Investigation of the influence of engine settings on the heat flux in a hydrogen- and methane-fueled spark ignition engine

Abstract

Hydrogen-fueled internal combustion engines are a possible solution to make transportation more ecological. Only emissions of oxides of nitrogen (NOx) occur at high loads, being a constraint for power and efficiency optimization. A thermodynamic model of the engine cycle enables a cheap and fast optimization of engine settings. It needs to accurately predict the heat transfer in the engine because the NOx emissions are influenced by the maximum gas temperature. However, the existing engine heat transfer models in the literature are developed for fossil fuels and they have been cited to be inaccurate for hydrogen.
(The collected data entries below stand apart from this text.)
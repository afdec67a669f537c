use crate::{
    chains::{ChainType, EvmMessage, SolanaMessage},
    error::{Result, SiwxError},
    message::{Message, MessageFields},
};
use serde::{Deserialize, Serialize};
use serde_json::Value;

/// JSON key carrying [`MessageExtensions::allow_off_curve`] next to the fields
pub const ALLOW_OFF_CURVE_KEY: &str = "allowOffCurve";

/// Chain-specific construction data that is not part of the signed text
#[derive(Clone, Copy, Debug, Default, PartialEq, Eq, Serialize, Deserialize)]
#[serde(rename_all = "camelCase", deny_unknown_fields)]
pub struct MessageExtensions {
    /// Solana only: accept an address that is not on the ed25519 curve
    #[serde(default)]
    pub allow_off_curve: bool,
}

impl MessageExtensions {
    pub fn allow_off_curve(mut self, allow_off_curve: bool) -> Self {
        self.allow_off_curve = allow_off_curve;
        self
    }
}

/// Build the message variant for `chain_type`
///
/// # Example
/// ```rust
/// use siwx::{create_message, ChainType, MessageFields};
///
/// let fields = MessageFields::new(
///     "solana.com",
///     "11111111111111111111111111111111",
///     "https://solana.com",
///     -1,
/// );
/// let message = create_message(fields, ChainType::Solana);
/// assert_eq!(message.chain_type(), ChainType::Solana);
/// ```
pub fn create_message(fields: MessageFields, chain_type: ChainType) -> Message {
    create_message_with(fields, chain_type, MessageExtensions::default())
}

/// Build the message variant for `chain_type` with chain-specific extensions
///
/// Extensions a chain does not use are ignored.
pub fn create_message_with(
    fields: MessageFields,
    chain_type: ChainType,
    extensions: MessageExtensions,
) -> Message {
    match chain_type {
        ChainType::Solana => Message::Solana(
            SolanaMessage::new(fields).with_allow_off_curve(extensions.allow_off_curve),
        ),
        ChainType::Evm => Message::Evm(EvmMessage::new(fields)),
    }
}

/// Build a message from a chain type tag such as `"sol"` or `"evm"`
///
/// # Errors
/// `UnsupportedChainType` carrying the tag when it names no known chain.
pub fn create_message_for_tag(fields: MessageFields, tag: &str) -> Result<Message> {
    Ok(create_message(fields, tag.parse()?))
}

/// Build a message from a JSON object of fields
///
/// Solana messages may also carry `allowOffCurve` (a boolean) in the same
/// object. Any other unknown key is rejected.
///
/// # Errors
/// `UnableToParse` when the value is not an object, `allowOffCurve` is not a
/// boolean, or the fields do not deserialize.
pub fn create_message_from_json(value: &Value, chain_type: ChainType) -> Result<Message> {
    let mut object = value
        .as_object()
        .cloned()
        .ok_or_else(|| SiwxError::UnableToParse("message fields must be an object".to_string()))?;

    let mut extensions = MessageExtensions::default();
    if chain_type == ChainType::Solana {
        if let Some(flag) = object.remove(ALLOW_OFF_CURVE_KEY) {
            extensions.allow_off_curve = flag.as_bool().ok_or_else(|| {
                SiwxError::UnableToParse(format!("{ALLOW_OFF_CURVE_KEY} must be a boolean"))
            })?;
        }
    }

    let fields: MessageFields = serde_json::from_value(Value::Object(object))
        .map_err(|e| SiwxError::UnableToParse(format!("Invalid message fields: {}", e)))?;
    Ok(create_message_with(fields, chain_type, extensions))
}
We have measured the heat transfer inside a spark ignited engine with a thermopile to investigate the heat transfer process of hydrogen and to find the differences with a fossil fuel. This paper describes the effects of the compression ratio, ignition timing and mixture richness on the heat transfer process, comparing hydrogen with methane. A convection coefficient is used to separate the effect of the temperature difference between the gas and the wall from the influence of the gas movement and combustion. The paper shows that the convection coefficient gives more insight in the heat transfer process in a combustion engine despite the assumptions involved in its definition. The comparison between hydrogen and methane demonstrates, in contrast to what is believed, that the heat loss of hydrogen can be lower.